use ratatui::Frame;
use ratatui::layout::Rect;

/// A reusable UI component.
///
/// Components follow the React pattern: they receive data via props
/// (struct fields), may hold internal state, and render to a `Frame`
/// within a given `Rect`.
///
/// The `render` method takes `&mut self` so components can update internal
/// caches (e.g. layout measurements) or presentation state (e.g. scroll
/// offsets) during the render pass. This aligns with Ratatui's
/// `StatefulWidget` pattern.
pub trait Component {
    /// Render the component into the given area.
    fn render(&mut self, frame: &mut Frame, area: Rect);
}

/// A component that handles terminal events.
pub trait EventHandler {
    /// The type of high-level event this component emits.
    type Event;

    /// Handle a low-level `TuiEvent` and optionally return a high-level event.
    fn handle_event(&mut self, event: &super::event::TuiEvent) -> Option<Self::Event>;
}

________________

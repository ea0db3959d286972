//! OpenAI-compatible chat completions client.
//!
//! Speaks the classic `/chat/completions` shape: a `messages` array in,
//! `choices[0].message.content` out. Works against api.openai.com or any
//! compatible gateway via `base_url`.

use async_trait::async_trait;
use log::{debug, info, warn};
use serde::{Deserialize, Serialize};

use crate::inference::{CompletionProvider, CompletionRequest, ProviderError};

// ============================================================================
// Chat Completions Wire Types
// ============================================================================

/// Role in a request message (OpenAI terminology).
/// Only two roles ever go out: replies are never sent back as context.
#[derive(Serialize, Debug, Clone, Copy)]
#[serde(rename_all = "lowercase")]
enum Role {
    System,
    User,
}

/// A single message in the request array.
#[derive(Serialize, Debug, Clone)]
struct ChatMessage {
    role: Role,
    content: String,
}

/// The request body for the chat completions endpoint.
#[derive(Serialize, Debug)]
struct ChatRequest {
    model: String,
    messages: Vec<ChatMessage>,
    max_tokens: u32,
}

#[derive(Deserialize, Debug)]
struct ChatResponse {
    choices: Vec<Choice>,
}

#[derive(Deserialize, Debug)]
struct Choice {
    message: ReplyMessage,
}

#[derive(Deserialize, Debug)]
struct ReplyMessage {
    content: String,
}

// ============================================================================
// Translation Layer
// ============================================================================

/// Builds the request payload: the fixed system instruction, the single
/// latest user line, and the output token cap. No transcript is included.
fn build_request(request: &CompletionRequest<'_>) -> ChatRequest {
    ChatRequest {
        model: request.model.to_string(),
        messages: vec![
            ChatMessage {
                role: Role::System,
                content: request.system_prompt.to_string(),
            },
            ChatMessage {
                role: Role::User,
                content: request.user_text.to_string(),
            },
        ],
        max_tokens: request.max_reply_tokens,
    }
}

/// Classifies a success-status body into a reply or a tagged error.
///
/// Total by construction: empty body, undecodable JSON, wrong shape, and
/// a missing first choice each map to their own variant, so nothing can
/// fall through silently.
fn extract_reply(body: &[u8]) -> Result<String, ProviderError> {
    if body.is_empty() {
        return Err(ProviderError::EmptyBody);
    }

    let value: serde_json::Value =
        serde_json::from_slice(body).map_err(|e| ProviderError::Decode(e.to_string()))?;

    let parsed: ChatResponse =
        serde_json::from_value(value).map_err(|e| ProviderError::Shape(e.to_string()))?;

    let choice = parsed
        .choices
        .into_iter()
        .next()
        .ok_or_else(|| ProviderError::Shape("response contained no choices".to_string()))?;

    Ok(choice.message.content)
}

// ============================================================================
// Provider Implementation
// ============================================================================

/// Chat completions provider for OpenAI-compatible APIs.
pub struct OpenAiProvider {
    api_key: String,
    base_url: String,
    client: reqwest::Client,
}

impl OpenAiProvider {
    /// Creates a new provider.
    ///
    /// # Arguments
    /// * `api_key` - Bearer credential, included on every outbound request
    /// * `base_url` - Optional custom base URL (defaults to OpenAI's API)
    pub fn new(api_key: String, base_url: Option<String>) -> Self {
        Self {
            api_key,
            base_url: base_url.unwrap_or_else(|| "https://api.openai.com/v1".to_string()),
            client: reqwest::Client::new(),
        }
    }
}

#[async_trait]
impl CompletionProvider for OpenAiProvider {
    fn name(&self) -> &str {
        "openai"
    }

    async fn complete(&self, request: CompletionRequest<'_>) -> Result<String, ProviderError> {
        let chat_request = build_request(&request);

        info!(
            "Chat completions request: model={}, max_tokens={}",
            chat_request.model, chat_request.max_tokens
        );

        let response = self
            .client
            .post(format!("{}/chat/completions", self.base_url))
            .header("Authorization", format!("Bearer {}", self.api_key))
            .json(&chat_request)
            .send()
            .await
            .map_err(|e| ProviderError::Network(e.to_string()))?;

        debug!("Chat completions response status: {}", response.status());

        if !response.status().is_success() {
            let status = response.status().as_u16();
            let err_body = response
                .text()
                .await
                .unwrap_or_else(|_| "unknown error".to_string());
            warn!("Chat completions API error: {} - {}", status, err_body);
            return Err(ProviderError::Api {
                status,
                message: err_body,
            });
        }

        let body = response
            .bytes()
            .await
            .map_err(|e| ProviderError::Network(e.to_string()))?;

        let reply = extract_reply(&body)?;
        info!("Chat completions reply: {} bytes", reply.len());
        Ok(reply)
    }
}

________________

→ THE PROBLEM: Where the string "return" appears in a line of the listing, copy that line.

→ YOUR SOLUTION:
    /// Handle a low-level `TuiEvent` and optionally return a high-level event.
        return Err(ProviderError::EmptyBody);
            return Err(ProviderError::Api {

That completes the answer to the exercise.